My dear Jil, you have to be careful about a self-centered attitude in a relationship. It has consequences. The problem many times is that people who exercise this trait are so used to it they’re not even self-aware. They’re used to getting away with intolerable behavior. That is until the pliant boyfriend says he’s had enough. Then like Esau they begin to cry to have the man back. They begin to beg for what was theirs. Unbearable behavior cannot be your operating system. You will lose the relationship, even in marriage. Selfishness inoculates against sensitivity.
There’s a limit to which you can push a man. Every man has a push back point.And for many the answer is a walkout.You should never assume someone can’t walk out of a relationship. That someone loves you is no license to do as you please. And if you keep being selfish in your relationship…keep pushing the man, at some point he’ll walk out. Now, I don’t know why you did what you did but you shouldn’t do such. You willfully hurt your boyfriend, said terrible things. I’m troubled you did that to the one who cares for you – one of the few people who really care. You need to examine why you did that. You must get to the root of it, lest it haunts your marriage. And if you push away all those who truly love you guess whom you’re left with!

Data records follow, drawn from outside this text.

impl Run<'_> {
    async fn drive(&mut self) -> TranscribeResult<TranscriptionReport> {
        let ctx = self.units.ctx;
        let mut state = State::Start;
        loop {
            if let State::Done(report) = state {
                return Ok(report);
            }
            if ctx.is_cancelled() && !matches!(state, State::Merging { .. }) {
                ctx.logger.warn(&format!("Cancelled before '{}'", state.name()));
                return Err(TranscribeError::cancelled());
            }
            ctx.logger.phase(state.name());
            state = self.step(state).await?;
        }
    }

    async fn step(&mut self, state: State) -> TranscribeResult<State> {
        let orchestrator = self.units.orchestrator;
        let ctx = self.units.ctx;

        match state {
            State::Start => Ok(State::ProbingInput),

            State::ProbingInput => {
                let input = orchestrator.probe.probe(self.source, ctx.stage()).await?;
                ctx.logger.info(&format!(
                    "Input is {} ({:.2} MB, {}s)",
                    input.kind,
                    input.size_mb(),
                    input.duration_secs
                ));
                self.duration_secs = input.duration_secs;
                Ok(State::ConditioningAudio { input })
            }

            State::ConditioningAudio { input } => {
                let conditioned = orchestrator
                    .conditioner
                    .condition(&input, ctx.work_dir(), ctx.stage())
                    .await?;
                self.warnings.extend(conditioned.warnings);

                let probed = orchestrator
                    .probe
                    .probe(&conditioned.handle.path, ctx.stage())
                    .await?;
                // The probe can fall back to a default; never shrink below
                // what the original input reported.
                let audio = MediaHandle::new(
                    probed.path,
                    probed.size_bytes,
                    probed.duration_secs.max(input.duration_secs),
                    MediaKind::Audio,
                );
                Ok(State::SizingDecision { audio })
            }

            State::SizingDecision { audio } => {
                let limits = &orchestrator.settings.orchestration;
                let asr = &orchestrator.settings.asr;
                let forced = audio.size_bytes > limits.force_chunk_mb * MIB
                    || audio.duration_secs > limits.force_chunk_duration_secs;

                if forced || !audio.fits(asr.max_bytes, asr.max_duration_secs) {
                    ctx.logger.info(&format!(
                        "Conditioned audio is {:.2} MB / {}s, chunking",
                        audio.size_mb(),
                        audio.duration_secs
                    ));
                    Ok(State::ChunkedTranscription { audio })
                } else {
                    ctx.logger.info(&format!(
                        "Conditioned audio is {:.2} MB / {}s, transcribing directly",
                        audio.size_mb(),
                        audio.duration_secs
                    ));
                    Ok(State::DirectTranscription { audio })
                }
            }

            State::DirectTranscription { audio } => {
                let outcome = self.transcribe_whole(&audio).await?;
                if outcome.succeeded {
                    return Ok(State::Merging {
                        outcomes: vec![outcome],
                        path: TranscriptionPath::Direct,
                    });
                }
                let detail = outcome.error_detail.unwrap_or_default();
                ctx.logger.warn(&format!(
                    "Direct transcription failed ({}), falling back to chunking",
                    detail
                ));
                self.warnings.push(Degradation::DirectAttemptFailed { detail });
                Ok(State::ChunkedTranscription { audio })
            }

            State::ChunkedTranscription { audio } => {
                let profile = orchestrator.settings.chunking.profile_for(audio.size_bytes);
                let chunker = AdaptiveChunker::new(
                    Arc::clone(&orchestrator.runner),
                    orchestrator.settings.conditioning.sample_rate,
                );
                match chunker
                    .plan_and_materialize(&audio, &profile, ctx.work_dir(), ctx.stage())
                    .await
                {
                    Ok(output) => {
                        self.warnings.extend(output.warnings);
                        let outcomes = self
                            .transcribe_units(&output.chunks, TranscriptionPath::Chunked)
                            .await?;
                        Ok(State::Merging {
                            outcomes,
                            path: TranscriptionPath::Chunked,
                        })
                    }
                    Err(ChunkingError::Cancelled) => Err(TranscribeError::cancelled()),
                    Err(e) => {
                        let err = TranscribeError::from(e);
                        ctx.logger.error(&format!("{}, trying emergency encoding", err));
                        Ok(State::EmergencyFallback { audio })
                    }
                }
            }

            State::EmergencyFallback { audio } => self.emergency(&audio).await,

            State::Merging { outcomes, path } => Ok(State::Done(self.finish(&outcomes, path))),

            State::Done(report) => Ok(State::Done(report)),
        }
    }

    /// Whole-file encode at the emergency bitrate, transcribed directly
    /// when small enough, else chunked again under tighter ceilings.
    async fn emergency(&mut self, audio: &MediaHandle) -> TranscribeResult<State> {
        let orchestrator = self.units.orchestrator;
        let ctx = self.units.ctx;
        let limits = &orchestrator.settings.orchestration;
        let kbps = limits.emergency_bitrate_kbps;
        let sample_rate = limits.emergency_sample_rate;

        let output = ctx.work_dir().join("emergency.mp3");
        let params = Mp3Encode::new(kbps, sample_rate).minimal();
        let invocation = commands::encode_mp3(&audio.path, &output, &params);
        let size = match run_to_file(orchestrator.runner.as_ref(), &invocation, ctx.stage()).await {
            Ok(size) => size,
            Err(ToolError::Cancelled) => return Err(TranscribeError::cancelled()),
            Err(e) => {
                ctx.logger.show_tail("emergency encode");
                return Err(TranscribeError::unrecoverable(format!(
                    "emergency encode failed: {}",
                    e
                )));
            }
        };
        self.warnings.push(Degradation::EmergencyEncoding { kbps });
        let emergency = MediaHandle::new(&output, size, audio.duration_secs, MediaKind::Audio);
        ctx.logger.info(&format!(
            "Emergency file is {:.2} MB at {}kbps",
            emergency.size_mb(),
            kbps
        ));

        let mut profile = orchestrator
            .settings
            .chunking
            .profile_for(size)
            .with_ceilings(limits.emergency_chunk_mb * MIB, limits.emergency_chunk_duration_secs);
        profile.base_bitrate_kbps = kbps;

        if size < limits.emergency_direct_limit_mb * MIB {
            let outcome = self.transcribe_whole(&emergency).await?;
            if outcome.succeeded || !needs_chunking(&emergency, &profile) {
                return Ok(State::Merging {
                    outcomes: vec![outcome],
                    path: TranscriptionPath::Emergency,
                });
            }
            ctx.logger.warn("Emergency file failed to transcribe, chunking it further");
        }

        let chunker = AdaptiveChunker::new(Arc::clone(&orchestrator.runner), sample_rate)
            .with_prefix("emergency");
        match chunker
            .plan_and_materialize(&emergency, &profile, ctx.work_dir(), ctx.stage())
            .await
        {
            Ok(output) => {
                self.warnings.extend(output.warnings);
                let outcomes = self
                    .transcribe_units(&output.chunks, TranscriptionPath::Emergency)
                    .await?;
                Ok(State::Merging {
                    outcomes,
                    path: TranscriptionPath::Emergency,
                })
            }
            Err(ChunkingError::Cancelled) => Err(TranscribeError::cancelled()),
            Err(e) => Err(TranscribeError::unrecoverable(format!(
                "emergency chunking failed: {}",
                e
            ))),
        }
    }

    async fn transcribe_whole(&mut self, audio: &MediaHandle) -> TranscribeResult<TranscriptionOutcome> {
        let unit = self
            .units
            .transcribe(&ChunkResult::passthrough(audio.clone()), 1)
            .await
            .map_err(|_| TranscribeError::cancelled())?;
        self.warnings.extend(unit.warning);
        Ok(unit.outcome)
    }

    /// Transcribe `chunks` with bounded parallelism, returning outcomes in
    /// chunk order.
    ///
    /// On cancellation the finished units are returned inside the error as
    /// a partial report; unfinished ones are listed as failed.
    async fn transcribe_units(
        &mut self,
        chunks: &[ChunkResult],
        path: TranscriptionPath,
    ) -> TranscribeResult<Vec<TranscriptionOutcome>> {
        let units = self.units;
        let total = chunks.len();
        let parallel = units.orchestrator.settings.asr.parallel_chunks.max(1);
        let mut slots: Vec<Option<TranscriptionOutcome>> = vec![None; total];
        let mut cancelled = false;

        let mut results = stream::iter(chunks.iter().enumerate().map(|(slot, chunk)| async move {
            (slot, units.transcribe(chunk, total).await)
        }))
        .buffer_unordered(parallel);

        while let Some((slot, result)) = results.next().await {
            match result {
                Ok(unit) => {
                    self.warnings.extend(unit.warning);
                    slots[slot] = Some(unit.outcome);
                }
                Err(_) => {
                    cancelled = true;
                    break;
                }
            }
        }
        drop(results);

        if cancelled {
            let done = slots.iter().filter(|s| s.is_some()).count();
            units.ctx.logger.warn(&format!(
                "Cancelled with {}/{} units transcribed",
                done, total
            ));
            if done == 0 {
                return Err(TranscribeError::cancelled());
            }
            let outcomes: Vec<TranscriptionOutcome> = slots
                .into_iter()
                .zip(chunks)
                .map(|(slot, chunk)| {
                    slot.unwrap_or_else(|| TranscriptionOutcome::failure(chunk.index, "cancelled"))
                })
                .collect();
            return Err(TranscribeError::cancelled_with(self.finish(&outcomes, path)));
        }

        Ok(slots
            .into_iter()
            .zip(chunks)
            .map(|(slot, chunk)| {
                slot.unwrap_or_else(|| TranscriptionOutcome::failure(chunk.index, "not transcribed"))
            })
            .collect())
    }

    fn finish(&mut self, outcomes: &[TranscriptionOutcome], path: TranscriptionPath) -> TranscriptionReport {
        let mut report = self.units.orchestrator.merger.merge(outcomes);
        report.path = path;
        report.duration_secs = self.duration_secs;
        report.warnings = std::mem::take(&mut self.warnings);
        if !report.is_complete() {
            self.units.ctx.logger.warn(&format!(
                "{} of {} units could not be transcribed",
                report.failed_chunk_indices.len(),
                report.unit_count
            ));
        }
        report
    }
}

Over-generalisation is very dangerous in life. You can’t blame all men for your bad experiences. You can’t hate men and want to marry a man. There’s something contradictory in that somewhere. You need to get rid of that anger, that bitterness. If you don’t, it will destroy your happiness in marriage. There’s something down there you need to resolve… That thing that makes you lash out at people involuntarily. It’s almost a reflex action, the lashing out. And it’s highly unpredictable. Don’t even know if you’re aware.It suggests you mediate on perceived sleights, that you reach thought conclusions that are filled with pain and frustration. On the surface you seem to be okay,there’s restraint; but the topography of your heart betrays you. There’s something in there that makes you want to punish people indiscriminately. You have to excavate it. And you’re so locked into yourself – I mean your real self not the personage you project. That lashing out suggests an inner churning of anger, like some giant mixer inside a volcano. Angry thoughts are like lava. They have a potent viscosity. When they boil over they incinerate relationships. Poisonous plumes of anger and bitterness suffocate relationships. And men can’t handle temperamental women.
The male species has limited emotional capacity. While you see yourself as entitled to lashing out in anger, he sees an angry uncontrollable woman. When you say those hurtful things he gets very afraid, really afraid of the future. And words can wound. He begins to ask himself if he wants to be locked up in a marriage apartment with this person. He sees you as someone to whom no appeal can be made, someone who can’t abide sensible instruction. He worries about that mean streak, that dark emotion you do so much to camouflage mechanically. He’ll be afraid of offending you. Fears he’ll encounter a spirit of unforgiveness. Lashing out at people cannot be a right. There’s no such license in a relationship. It’s emotional abuse.
In a relationship, actions instigate reactions. Some reactions are silent contemplations, others determinations.Why seek to punish a man who loves you! Think about it. What kind of testing is that? Of what?! The idea behind it seems to be proof of love entails forbearance of acts of cruelty. What kind of philosophy is that?What if the table were turned? What if HE seeks to prove your love by being cruel to you? There’s something about porcelain. Once you break it,you can’t put it back. The heart is like that.In a relationship, abuse makes the heart undergo material transition. It starts as sinew but over successive abuses, it becomes porcelain material. It’s how hearts get broken. If you shatter a man’s heart however he tries, even he can’t put it back together again. There are things not worth attempting in a relationship. There are things you shouldn’t try. You can’t undo them.If something is of value to you don’t treat it like trash! And that’s the danger of getting away successively with bad behavior. It numbs sensitivity to other people’s feelings. Long after you’ve lost control you won’t even be aware. Until a catastrophe happens. Then you realize too late.
Get rid of that victim mentality you have. You’ll continue to do harm to yourself. A victim mentality makes you repudiate that which you desire. And without realising it. You’ll be wondering why men break up with you successively, which in turn reinforces the victim mentality. A victim mentality will prevent you from giving in a relationship. You will always expect to collect, like some debt. At your age, you’re old enough not to blame anyone for the consequences of the past. You have to move past the past. Truth is, nobody will care about all those stories after a particular point. It’s your local event. You have to move on – past the pain, past the anger. You have to seek happiness. You have this one life. Are you going to waste it blaming others? Life moves faster than we imagine. Before you know it you’re old! You don’t want to wake up one day asking yourself where have all your years gone. Seek happiness. But you’re not going to find it inside others. Your locus of happiness cannot be external. Has to be internal. Lest other people determine the quality of your life. If you get rid of these things – the moody anger festering inside like dark matter, you have a shot at happiness. Sort yourself out. Then the world around you will be sorted out.